Nach knapp zweijähriger – durch Krankheit und Arbeitslosigkeit bedingter – Zwangspause schaffte sie es jedoch, wieder ins Berufsleben einzusteigen und so ihre ganz persönliche Bestimmung zu finden. Davor hatten mehrere Schicksalsschläge innerhalb der Familie ihre Spuren bei ihr hinterlassen – und zu alledem verlor sie ihre letzte Beschäftigung, bei der sie straffällige Jugendliche betreute, durch die Schließung der Einrichtung.
„Ich fiel in ein tiefes Loch und habe lange gebraucht, um mich wieder zu fangen, wobei mir vor allem professionelle Hilfe sehr zugute kam. Aber eines stand immer fest: Ich möchte wieder einen festen Job“, erzählt die Mutter zweier erwachsener Söhne.
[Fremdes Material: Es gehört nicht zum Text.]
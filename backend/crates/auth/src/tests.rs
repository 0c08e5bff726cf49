//! Use-case and router tests for the auth crate, run against in-memory
//! repositories.

#[cfg(test)]
mod support {
    use std::collections::HashMap;
    use std::sync::{Arc, Mutex};

    use chrono::{DateTime, Utc};
    use kernel::id::UserId;
    use platform::mail::{MailError, Mailer};
    use uuid::Uuid;

    use crate::domain::entity::{
        auth_session::AuthSession,
        credential::Credential,
        user::{NewUser, User},
    };
    use crate::domain::repository::{
        CredentialRepository, DisplayNameSync, SessionRepository, UserRepository,
    };
    use crate::domain::value_object::{
        email::Email, national_id::NationalId, reset_token::ResetToken,
        user_password::UserPassword,
    };
    use crate::error::{AuthError, AuthResult};

    pub struct StoredUser {
        pub user: User,
        pub hash: UserPassword,
        pub reset: Option<ResetToken>,
    }

    /// Non-anonymous report owned by a user, reduced to what name sync touches
    pub struct StoredReport {
        pub user_id: UserId,
        pub anonymous: bool,
        pub display_name: String,
    }

    #[derive(Default)]
    pub struct State {
        pub users: Vec<StoredUser>,
        pub sessions: HashMap<Uuid, AuthSession>,
        pub reports: Vec<StoredReport>,
        pub next_id: i64,
        pub fail_terms_lookup: bool,
    }

    #[derive(Clone, Default)]
    pub struct MemoryAuthStore {
        pub state: Arc<Mutex<State>>,
    }

    impl MemoryAuthStore {
        pub fn promote_to_admin(&self, user_id: UserId) {
            let mut state = self.state.lock().unwrap();
            if let Some(stored) = state.users.iter_mut().find(|u| u.user.user_id == user_id) {
                stored.user.is_admin = true;
            }
        }

        pub fn reset_token_of(&self, user_id: UserId) -> Option<ResetToken> {
            let state = self.state.lock().unwrap();
            state
                .users
                .iter()
                .find(|u| u.user.user_id == user_id)
                .and_then(|u| u.reset.clone())
        }

        pub fn force_reset_token(&self, user_id: UserId, token: ResetToken) {
            let mut state = self.state.lock().unwrap();
            if let Some(stored) = state.users.iter_mut().find(|u| u.user.user_id == user_id) {
                stored.reset = Some(token);
            }
        }

        pub fn add_report(&self, user_id: UserId, anonymous: bool, display_name: &str) {
            self.state.lock().unwrap().reports.push(StoredReport {
                user_id,
                anonymous,
                display_name: display_name.to_string(),
            });
        }

        pub fn display_names(&self) -> Vec<String> {
            let state = self.state.lock().unwrap();
            state
                .reports
                .iter()
                .map(|r| r.display_name.clone())
                .collect()
        }

        pub fn session_names(&self, user_id: UserId) -> Vec<String> {
            let state = self.state.lock().unwrap();
            state
                .sessions
                .values()
                .filter(|s| s.principal.user_id == user_id)
                .map(|s| s.principal.full_name.clone())
                .collect()
        }

        pub fn session_count(&self) -> usize {
            self.state.lock().unwrap().sessions.len()
        }

        pub fn fail_terms_lookup(&self) {
            self.state.lock().unwrap().fail_terms_lookup = true;
        }

        fn credential(stored: &StoredUser) -> Credential {
            Credential {
                user_id: stored.user.user_id,
                password_hash: stored.hash.clone(),
                reset: stored.reset.clone(),
            }
        }
    }

    impl UserRepository for MemoryAuthStore {
        async fn create(&self, new: &NewUser) -> AuthResult<UserId> {
            let mut state = self.state.lock().unwrap();
            if state.users.iter().any(|u| {
                u.user.national_id == new.national_id || u.user.email == new.email
            }) {
                return Err(AuthError::Conflict);
            }
            state.next_id += 1;
            let user_id = UserId::from_i64(state.next_id);
            state.users.push(StoredUser {
                user: User {
                    user_id,
                    national_id: new.national_id.clone(),
                    email: new.email.clone(),
                    full_name: new.full_name.clone(),
                    birth_date: new.birth_date,
                    is_admin: false,
                    terms_accepted_at: None,
                    created_at: Utc::now(),
                },
                hash: new.password_hash.clone(),
                reset: None,
            });
            Ok(user_id)
        }

        async fn find_by_id(&self, user_id: UserId) -> AuthResult<Option<User>> {
            let state = self.state.lock().unwrap();
            Ok(state
                .users
                .iter()
                .find(|u| u.user.user_id == user_id)
                .map(|u| u.user.clone()))
        }

        async fn find_by_email(&self, email: &Email) -> AuthResult<Option<User>> {
            let state = self.state.lock().unwrap();
            Ok(state
                .users
                .iter()
                .find(|u| &u.user.email == email)
                .map(|u| u.user.clone()))
        }

        async fn exists_by_national_id_or_email(
            &self,
            national_id: &NationalId,
            email: &Email,
        ) -> AuthResult<bool> {
            let state = self.state.lock().unwrap();
            Ok(state
                .users
                .iter()
                .any(|u| &u.user.national_id == national_id || &u.user.email == email))
        }

        async fn exists_by_email_excluding(
            &self,
            email: &Email,
            user_id: UserId,
        ) -> AuthResult<bool> {
            let state = self.state.lock().unwrap();
            Ok(state
                .users
                .iter()
                .any(|u| &u.user.email == email && u.user.user_id != user_id))
        }

        async fn update_profile(&self, user: &User) -> AuthResult<()> {
            let mut state = self.state.lock().unwrap();
            if let Some(stored) = state
                .users
                .iter_mut()
                .find(|u| u.user.user_id == user.user_id)
            {
                stored.user.full_name = user.full_name.clone();
                stored.user.email = user.email.clone();
                stored.user.birth_date = user.birth_date;
            }
            Ok(())
        }

        async fn find_terms_accepted_at(
            &self,
            user_id: UserId,
        ) -> AuthResult<Option<Option<DateTime<Utc>>>> {
            let state = self.state.lock().unwrap();
            if state.fail_terms_lookup {
                return Err(AuthError::Internal("connection reset".to_string()));
            }
            Ok(state
                .users
                .iter()
                .find(|u| u.user.user_id == user_id)
                .map(|u| u.user.terms_accepted_at))
        }

        async fn accept_terms(&self, user_id: UserId, at: DateTime<Utc>) -> AuthResult<()> {
            let mut state = self.state.lock().unwrap();
            if let Some(stored) = state.users.iter_mut().find(|u| u.user.user_id == user_id) {
                stored.user.terms_accepted_at = Some(at);
            }
            Ok(())
        }
    }

    impl CredentialRepository for MemoryAuthStore {
        async fn find_by_national_id(
            &self,
            national_id: &NationalId,
        ) -> AuthResult<Option<Credential>> {
            let state = self.state.lock().unwrap();
            Ok(state
                .users
                .iter()
                .find(|u| &u.user.national_id == national_id)
                .map(Self::credential))
        }

        async fn find_by_user_id(&self, user_id: UserId) -> AuthResult<Option<Credential>> {
            let state = self.state.lock().unwrap();
            Ok(state
                .users
                .iter()
                .find(|u| u.user.user_id == user_id)
                .map(Self::credential))
        }

        async fn update_password(&self, user_id: UserId, hash: &UserPassword) -> AuthResult<()> {
            let mut state = self.state.lock().unwrap();
            if let Some(stored) = state.users.iter_mut().find(|u| u.user.user_id == user_id) {
                stored.hash = hash.clone();
            }
            Ok(())
        }

        async fn set_reset_token(&self, user_id: UserId, token: &ResetToken) -> AuthResult<()> {
            self.force_reset_token(user_id, token.clone());
            Ok(())
        }

        async fn find_user_by_reset_token(
            &self,
            token: &str,
            now: DateTime<Utc>,
        ) -> AuthResult<Option<UserId>> {
            let state = self.state.lock().unwrap();
            Ok(state
                .users
                .iter()
                .find(|u| {
                    u.reset
                        .as_ref()
                        .is_some_and(|r| r.token == token && r.is_valid_at(now))
                })
                .map(|u| u.user.user_id))
        }

        async fn redeem_reset_token(
            &self,
            token: &str,
            hash: &UserPassword,
            now: DateTime<Utc>,
        ) -> AuthResult<Option<UserId>> {
            let mut state = self.state.lock().unwrap();
            let Some(stored) = state.users.iter_mut().find(|u| {
                u.reset
                    .as_ref()
                    .is_some_and(|r| r.token == token && r.is_valid_at(now))
            }) else {
                return Ok(None);
            };
            stored.hash = hash.clone();
            stored.reset = None;
            Ok(Some(stored.user.user_id))
        }
    }

    impl SessionRepository for MemoryAuthStore {
        async fn create(&self, session: &AuthSession) -> AuthResult<()> {
            let mut state = self.state.lock().unwrap();
            state.sessions.insert(session.session_id, session.clone());
            Ok(())
        }

        async fn find_by_id(&self, session_id: Uuid) -> AuthResult<Option<AuthSession>> {
            Ok(self.state.lock().unwrap().sessions.get(&session_id).cloned())
        }

        async fn delete(&self, session_id: Uuid) -> AuthResult<()> {
            self.state.lock().unwrap().sessions.remove(&session_id);
            Ok(())
        }

        async fn refresh_profile(
            &self,
            user_id: UserId,
            full_name: &str,
            email: &str,
        ) -> AuthResult<u64> {
            let mut state = self.state.lock().unwrap();
            let mut updated = 0;
            for session in state.sessions.values_mut() {
                if session.principal.user_id == user_id {
                    session.principal.full_name = full_name.to_string();
                    session.principal.email = email.to_string();
                    updated += 1;
                }
            }
            Ok(updated)
        }

        async fn cleanup_expired(&self) -> AuthResult<u64> {
            let mut state = self.state.lock().unwrap();
            let before = state.sessions.len();
            state.sessions.retain(|_, s| !s.is_expired());
            Ok((before - state.sessions.len()) as u64)
        }
    }

    impl DisplayNameSync for MemoryAuthStore {
        async fn sync_display_name(&self, user_id: UserId, full_name: &str) -> AuthResult<u64> {
            let mut state = self.state.lock().unwrap();
            let mut updated = 0;
            for report in state
                .reports
                .iter_mut()
                .filter(|r| r.user_id == user_id && !r.anonymous)
            {
                report.display_name = full_name.to_string();
                updated += 1;
            }
            Ok(updated)
        }
    }

    /// Mail sent through [`RecordingMailer`]
    #[derive(Debug, Clone)]
    pub struct SentMail {
        pub to: String,
        pub subject: String,
        pub html: String,
    }

    #[derive(Clone, Default)]
    pub struct RecordingMailer {
        pub sent: Arc<Mutex<Vec<SentMail>>>,
        pub fail: bool,
    }

    impl RecordingMailer {
        pub fn failing() -> Self {
            Self {
                fail: true,
                ..Default::default()
            }
        }

        pub fn sent(&self) -> Vec<SentMail> {
            self.sent.lock().unwrap().clone()
        }
    }

    impl Mailer for RecordingMailer {
        async fn send(&self, to: &str, subject: &str, html: &str) -> Result<(), MailError> {
            if self.fail {
                return Err(MailError::Rejected {
                    status: 503,
                    body: "mail relay down".to_string(),
                });
            }
            self.sent.lock().unwrap().push(SentMail {
                to: to.to_string(),
                subject: subject.to_string(),
                html: html.to_string(),
            });
            Ok(())
        }
    }
}
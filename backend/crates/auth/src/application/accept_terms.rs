//! Accept Terms Use Case

use std::sync::Arc;

use chrono::Utc;
use kernel::id::UserId;

use crate::domain::repository::UserRepository;
use crate::error::AuthResult;

pub struct AcceptTermsUseCase<U>
where
    U: UserRepository,
{
    user_repo: Arc<U>,
}

impl<U> AcceptTermsUseCase<U>
where
    U: UserRepository,
{
    pub fn new(user_repo: Arc<U>) -> Self {
        Self { user_repo }
    }

    pub async fn execute(&self, user_id: UserId) -> AuthResult<()> {
        self.user_repo.accept_terms(user_id, Utc::now()).await?;
        tracing::info!(user_id = %user_id, "Terms accepted");
        Ok(())
    }
}
//! Application Configuration
//!
//! Configuration for the Auth application layer.

use std::time::Duration;

/// Re-export SameSite from platform
pub use platform::cookie::SameSite;
use platform::cookie::CookieConfig;

/// Auth application configuration
#[derive(Debug, Clone)]
pub struct AuthConfig {
    /// Session cookie name
    pub session_cookie_name: String,
    /// Session secret key for HMAC signing (32 bytes)
    pub session_secret: [u8; 32],
    /// Session lifetime (12 hours)
    pub session_ttl: Duration,
    /// Reset token lifetime (1 hour)
    pub reset_token_ttl: Duration,
    /// Whether to require Secure cookie
    pub cookie_secure: bool,
    pub cookie_same_site: SameSite,
    /// Password pepper (optional, application-wide secret)
    pub password_pepper: Option<Vec<u8>>,
    /// Base of links sent by mail, without trailing slash
    pub public_base_url: String,
    /// Where unauthenticated requests are redirected
    pub sign_in_path: String,
    /// Terms page; requests under it bypass the terms gate
    pub terms_path: String,
    /// Let requests through when the terms lookup itself fails
    pub terms_fail_open: bool,
    /// Product name used in mail subjects and signatures
    pub brand: String,
}

impl Default for AuthConfig {
    fn default() -> Self {
        Self {
            session_cookie_name: "report_session".to_string(),
            session_secret: [0u8; 32],
            session_ttl: Duration::from_secs(12 * 3600),
            reset_token_ttl: Duration::from_secs(3600),
            cookie_secure: true,
            cookie_same_site: SameSite::Lax,
            password_pepper: None,
            public_base_url: "http://localhost:3000".to_string(),
            sign_in_path: "/login.html".to_string(),
            terms_path: "/terms".to_string(),
            terms_fail_open: true,
            brand: "EcoAlerta".to_string(),
        }
    }
}

impl AuthConfig {
    /// Create config with a random session secret (for development)
    pub fn with_random_secret() -> Self {
        use rand::RngCore;
        let mut secret = [0u8; 32];
        rand::rng().fill_bytes(&mut secret);
        Self {
            session_secret: secret,
            ..Default::default()
        }
    }

    /// Create config for development (insecure cookie)
    pub fn development() -> Self {
        Self {
            cookie_secure: false,
            ..Self::with_random_secret()
        }
    }

    pub fn session_ttl_chrono(&self) -> chrono::Duration {
        chrono::Duration::from_std(self.session_ttl).unwrap_or(chrono::Duration::hours(12))
    }

    pub fn reset_token_ttl_chrono(&self) -> chrono::Duration {
        chrono::Duration::from_std(self.reset_token_ttl).unwrap_or(chrono::Duration::hours(1))
    }

    /// Get password pepper as slice
    pub fn pepper(&self) -> Option<&[u8]> {
        self.password_pepper.as_deref()
    }

    pub fn session_cookie(&self) -> CookieConfig {
        CookieConfig {
            name: self.session_cookie_name.clone(),
            secure: self.cookie_secure,
            http_only: true,
            same_site: self.cookie_same_site,
            path: "/".to_string(),
            max_age_secs: Some(self.session_ttl.as_secs() as i64),
        }
    }

    pub fn reset_link(&self, token: &str) -> String {
        format!(
            "{}/reset-password/{}",
            self.public_base_url.trim_end_matches('/'),
            token
        )
    }
}

#[cfg(test)]
mod tests {
    use super::*;

    #[test]
    fn test_reset_link_joins_cleanly() {
        let config = AuthConfig {
            public_base_url: "https://example.org/".to_string(),
            ..Default::default()
        };
        assert_eq!(
            config.reset_link("abc"),
            "https://example.org/reset-password/abc"
        );
    }

    #[test]
    fn test_development_config() {
        let config = AuthConfig::development();
        assert!(!config.cookie_secure);
        assert_ne!(config.session_secret, [0u8; 32]);
        assert_eq!(config.session_cookie().max_age_secs, Some(12 * 3600));
    }
}
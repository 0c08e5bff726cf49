//! Infrastructure Layer
//!
//! Database implementations and external service integrations.

pub mod postgres;

pub use postgres::PgAuthRepository;
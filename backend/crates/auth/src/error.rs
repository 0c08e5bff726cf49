//! Auth Error Types
//!
//! Auth-specific error variants that integrate with the unified
//! `kernel::error::AppError` response body.

use axum::http::StatusCode;
use axum::response::{IntoResponse, Response};
use kernel::error::{app_error::AppError, kind::ErrorKind};
use thiserror::Error;

/// Auth-specific result type alias
pub type AuthResult<T> = Result<T, AuthError>;

/// Message returned by the admin gate
pub const ADMIN_REQUIRED_MESSAGE: &str = "Access denied: administrators only";

#[derive(Debug, Error)]
pub enum AuthError {
    /// Malformed input (national id, password length, age, length caps)
    #[error("{message}")]
    Validation {
        message: String,
        field: Option<&'static str>,
    },

    /// National id or email already registered
    #[error("National ID or email already registered")]
    Conflict,

    /// Email taken by another account during a profile update
    #[error("This email is already in use")]
    EmailTaken,

    /// No account for the given national id
    #[error("National ID not registered")]
    AccountNotFound,

    /// Password does not match the stored hash
    #[error("Incorrect password")]
    InvalidPassword,

    /// Current password does not match during a password change
    #[error("Current password is incorrect")]
    WrongCurrentPassword,

    /// Reset token missing, expired or already used
    #[error("Invalid or expired reset token")]
    TokenInvalid,

    /// Session not found or expired
    #[error("Session not found or expired")]
    SessionInvalid,

    /// Signed in but not an administrator
    #[error("Access denied: administrators only")]
    AdminRequired,

    #[error("Database error: {0}")]
    Database(#[from] sqlx::Error),

    #[error("Internal error: {0}")]
    Internal(String),
}

impl AuthError {
    /// Get the HTTP status code for this error
    pub fn status_code(&self) -> StatusCode {
        StatusCode::from_u16(self.kind().status_code())
            .unwrap_or(StatusCode::INTERNAL_SERVER_ERROR)
    }

    pub fn kind(&self) -> ErrorKind {
        match self {
            AuthError::Validation { .. } | AuthError::TokenInvalid => ErrorKind::BadRequest,
            AuthError::Conflict | AuthError::EmailTaken => ErrorKind::Conflict,
            AuthError::AccountNotFound
            | AuthError::InvalidPassword
            | AuthError::WrongCurrentPassword
            | AuthError::SessionInvalid => ErrorKind::Unauthorized,
            AuthError::AdminRequired => ErrorKind::Forbidden,
            AuthError::Database(_) | AuthError::Internal(_) => ErrorKind::InternalServerError,
        }
    }

    /// Machine-readable code for clients that branch on the failure
    pub fn code(&self) -> Option<&'static str> {
        match self {
            AuthError::AccountNotFound => Some("not_found"),
            AuthError::InvalidPassword => Some("bad_password"),
            AuthError::WrongCurrentPassword => Some("wrong_current_password"),
            AuthError::TokenInvalid => Some("invalid_token"),
            AuthError::AdminRequired => Some("admin_required"),
            _ => None,
        }
    }

    pub fn field(&self) -> Option<&'static str> {
        match self {
            AuthError::Validation { field, .. } => *field,
            AuthError::AccountNotFound => Some("national_id"),
            AuthError::InvalidPassword => Some("password"),
            AuthError::WrongCurrentPassword => Some("current_password"),
            AuthError::EmailTaken => Some("email"),
            _ => None,
        }
    }

    /// Convert to AppError; server-side failures get a generic message
    pub fn to_app_error(&self) -> AppError {
        let err = match self {
            AuthError::Database(_) | AuthError::Internal(_) => {
                AppError::internal("Internal server error")
            }
            _ => AppError::new(self.kind(), self.to_string()),
        };
        let err = match self.code() {
            Some(code) => err.with_code(code),
            None => err,
        };
        match self.field() {
            Some(field) => err.with_field(field),
            None => err,
        }
    }

    /// Log the error with appropriate level
    pub(crate) fn log(&self) {
        match self {
            AuthError::Database(e) => {
                tracing::error!(error = %e, "Auth database error");
            }
            AuthError::Internal(msg) => {
                tracing::error!(message = %msg, "Auth internal error");
            }
            AuthError::AccountNotFound | AuthError::InvalidPassword => {
                tracing::warn!(code = ?self.code(), "Failed login attempt");
            }
            AuthError::AdminRequired => {
                tracing::warn!("Non-admin request to an admin route");
            }
            _ => {
                tracing::debug!(error = %self, "Auth error");
            }
        }
    }
}

impl IntoResponse for AuthError {
    fn into_response(self) -> Response {
        self.log();
        self.to_app_error().into_response()
    }
}

/// Value objects report through `AppError`; bad input stays a validation error
impl From<AppError> for AuthError {
    fn from(err: AppError) -> Self {
        match err.kind() {
            ErrorKind::BadRequest | ErrorKind::UnprocessableEntity => AuthError::Validation {
                message: err.message().to_string(),
                field: err.field(),
            },
            _ => AuthError::Internal(err.to_string()),
        }
    }
}
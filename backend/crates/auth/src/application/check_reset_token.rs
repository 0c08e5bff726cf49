//! Check Reset Token Use Case
//!
//! Tells the reset form whether a token can still be redeemed.

use std::sync::Arc;

use chrono::Utc;

use crate::domain::repository::CredentialRepository;
use crate::error::{AuthError, AuthResult};

pub struct CheckResetTokenUseCase<C>
where
    C: CredentialRepository,
{
    credential_repo: Arc<C>,
}

impl<C> CheckResetTokenUseCase<C>
where
    C: CredentialRepository,
{
    pub fn new(credential_repo: Arc<C>) -> Self {
        Self { credential_repo }
    }

    pub async fn execute(&self, token: &str) -> AuthResult<()> {
        self.credential_repo
            .find_user_by_reset_token(token, Utc::now())
            .await?
            .map(|_| ())
            .ok_or(AuthError::TokenInvalid)
    }
}
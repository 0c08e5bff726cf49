//! Full Name Value Object

use kernel::error::app_error::{AppError, AppResult};
use serde::Serialize;

pub const FULL_NAME_MAX_LENGTH: usize = 100;

#[derive(Debug, Clone, PartialEq, Eq, Serialize)]
pub struct FullName(String);

impl FullName {
    pub fn new(raw: &str) -> AppResult<Self> {
        let name = raw.trim();

        if name.is_empty() {
            return Err(AppError::bad_request("Full name cannot be empty").with_field("full_name"));
        }

        if name.chars().count() > FULL_NAME_MAX_LENGTH {
            return Err(AppError::bad_request(format!(
                "Full name must be at most {} characters",
                FULL_NAME_MAX_LENGTH
            ))
            .with_field("full_name"));
        }

        Ok(Self(name.to_string()))
    }

    pub fn from_db(name: impl Into<String>) -> Self {
        Self(name.into())
    }

    pub fn as_str(&self) -> &str {
        &self.0
    }
}

impl std::fmt::Display for FullName {
    fn fmt(&self, f: &mut std::fmt::Formatter<'_>) -> std::fmt::Result {
        f.write_str(&self.0)
    }
}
Zwar konnte sie ihre Belastbarkeit selbst recht gut einschätzen, dennoch scheiterte ein erster Versuch des Fußfassens.
Als sie ihrem Sohn im Frühjahr 2015 die Nachricht „Mir geht es gerade wieder besser“ zukommen ließ, ging alles recht schnell. Der schickte ihr postwendend die Stellenanzeige des Kinder- und Jugendhilfezentrums zu und nach einem mit Unterstützung der Agentur für Arbeit initiierten mehrwöchigen Praktikums hatte Karin Dirmeier ihren Arbeitsvertag ab dem 1. Juli in der Tasche: „Zufälle sind das, was einem zufällt“, lautet deshalb auch das Motto der Erzieherin.
Das Alter der damals 60-Jährigen spielte für St.-Josef-Leiter Herbert Reim bei der Personalauswahl keine Rolle: „Bei der Zusammensetzung unserer Teams achten wir auf eine gesunde Mischung. Alter bedeutet Erfahrung und ist ein Wert, der bei unserem Aufgabenspektrum eine ganz wesentliche Bedeutung hat“, sagt er. „Dazu verfügt Frau Dirmeier nicht nur über reichlich Lebenserfahrung und ist selbst Mutter, sie war dazu auch viele Jahre bei einem Bildungsträger beschäftigt und besitzt aus dieser Zeit noch ein dichtes Netzwerk zu potentiellen Praktikums- und Ausbildungsbetrieben für unsere Jugendlichen.“
„Spannend, interessant und einfach etwas ganz Neues“ – das sind die Worte, mit denen Karin Dirmeier ihre neue Aufgabe beschreibt. Bei aller Zielstrebigkeit, mit der sie die Integration „ihrer Jungs“ vorantreibt, ist sie auch für ihre unkonventionellen Methoden bekannt: „Neue Mitbewohner dürfen nach dem Essen erst aufstehen, wenn sie einen kompletten deutschen Satz gesagt haben“, verrät sie augenzwinkernd – und wohlwissend, dass gute Deutschkenntnisse der Schlüssel für den Erfolg sind.
„Knapp 40 Prozent aller in der Region arbeitslos gemeldeten Personen sind 50 Jahre und älter. Dort schlummert trotz Fachkräftebedarf also immer noch ein großes Potential“, sagt Peter Kundinger, Pressesprecher bei der Ingolstädter Arbeitsagentur. „Vor dem Hintergrund des demografischen Wandels und der vielen positiven Eigenschaften, die erfahrene und ältere Arbeitnehmer in den Betrieb einbringen, sollten wir dies nicht ungenutzt lassen“, appelliert er.